* **Dataset entries**:
--- START ---
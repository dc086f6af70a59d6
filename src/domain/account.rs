use crate::domain::ids::{OrderId, StoreId};
use crate::domain::money::Balance;
use crate::error::{EngineError, Result};
use chrono::{DateTime, Utc};
use rust_decimal::Decimal;
use rust_decimal_macros::dec;
use serde::{Deserialize, Serialize};

/// Order totals are VAT-inclusive at 15%; the marketplace commission is 9% of net.
const VAT_DIVISOR: Decimal = dec!(1.15);
const MARKETPLACE_FEE_RATE: Decimal = dec!(0.09);

/// Per-store balance state.
///
/// Invariant after every mutation:
/// `total_earnings == available_balance + pending_balance + total_withdrawn`.
#[derive(Debug, Serialize, Deserialize, PartialEq, Clone)]
pub struct SellerAccount {
    pub store_id: StoreId,
    pub total_earnings: Balance,
    /// Funds the seller may withdraw.
    pub available_balance: Balance,
    /// Funds held by an unresolved withdrawal request.
    pub pending_balance: Balance,
    /// Funds that have left the platform through approved withdrawals.
    pub total_withdrawn: Balance,
}

impl SellerAccount {
    pub fn new(store_id: StoreId) -> Self {
        Self {
            store_id,
            total_earnings: Balance::ZERO,
            available_balance: Balance::ZERO,
            pending_balance: Balance::ZERO,
            total_withdrawn: Balance::ZERO,
        }
    }

    pub fn invariant_holds(&self) -> bool {
        self.total_earnings
            == self.available_balance + self.pending_balance + self.total_withdrawn
    }

    /// Applies a delta as one read-modify-write. Fails without mutating when a
    /// bucket would go negative or the sum-of-parts invariant would break.
    pub fn apply(&mut self, delta: &BalanceDelta) -> Result<()> {
        let available = self.available_balance + delta.available;
        let pending = self.pending_balance + delta.pending;
        let withdrawn = self.total_withdrawn + delta.withdrawn;
        let earnings = self.total_earnings + delta.earnings;

        if available.is_negative() || pending.is_negative() {
            return Err(EngineError::Validation(format!(
                "insufficient funds for store {}",
                self.store_id
            )));
        }
        if earnings != available + pending + withdrawn {
            return Err(EngineError::BalanceInvariant(self.store_id.to_string()));
        }

        self.available_balance = available;
        self.pending_balance = pending;
        self.total_withdrawn = withdrawn;
        self.total_earnings = earnings;
        Ok(())
    }
}

/// A signed movement across the balance buckets. Accounts are only ever mutated
/// through deltas, never by direct field assignment.
#[derive(Debug, Clone, Copy, PartialEq, Default, Serialize, Deserialize)]
pub struct BalanceDelta {
    pub available: Balance,
    pub pending: Balance,
    pub withdrawn: Balance,
    pub earnings: Balance,
}

impl BalanceDelta {
    /// Settlement credit: new earnings land in the available bucket.
    pub fn credit(amount: Decimal) -> Self {
        Self {
            available: Balance::new(amount),
            earnings: Balance::new(amount),
            ..Self::default()
        }
    }

    /// Withdrawal hold: reserves funds without finalizing their disposition.
    pub fn hold(amount: Decimal) -> Self {
        Self {
            available: Balance::new(-amount),
            pending: Balance::new(amount),
            ..Self::default()
        }
    }

    /// Rejected withdrawal: held funds return to the available bucket.
    pub fn release(amount: Decimal) -> Self {
        Self {
            pending: Balance::new(-amount),
            available: Balance::new(amount),
            ..Self::default()
        }
    }

    /// Approved withdrawal: held funds leave the platform.
    pub fn payout(amount: Decimal) -> Self {
        Self {
            pending: Balance::new(-amount),
            withdrawn: Balance::new(amount),
            ..Self::default()
        }
    }
}

/// Write-once financial breakdown of a settled order.
#[derive(Debug, Clone, PartialEq, Serialize, Deserialize)]
pub struct OrderFinancial {
    pub order_id: OrderId,
    pub store_id: StoreId,
    pub gross_amount: Decimal,
    pub vat_amount: Decimal,
    pub net_amount: Decimal,
    pub marketplace_fee: Decimal,
    pub seller_profit: Decimal,
    pub created_at: DateTime<Utc>,
}

impl OrderFinancial {
    /// Splits a VAT-inclusive gross into the ledger components.
    ///
    /// VAT and fee are rounded to the ledger precision; net and profit are derived
    /// by subtraction so the parts always sum back to the gross.
    pub fn compute(order_id: OrderId, store_id: StoreId, gross: Decimal) -> Self {
        let vat_amount = (gross - gross / VAT_DIVISOR).round_dp(4);
        let net_amount = gross - vat_amount;
        let marketplace_fee = (net_amount * MARKETPLACE_FEE_RATE).round_dp(4);
        let seller_profit = net_amount - marketplace_fee;
        Self {
            order_id,
            store_id,
            gross_amount: gross,
            vat_amount,
            net_amount,
            marketplace_fee,
            seller_profit,
            created_at: Utc::now(),
        }
    }
}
--- END ---
* **TRY IT**:
The answer must be every line from the records above that contains the word "crate", copied out.

* **EXERCISE OUTPUT**:
use crate::domain::ids::{OrderId, StoreId};
use crate::domain::money::Balance;
use crate::error::{EngineError, Result};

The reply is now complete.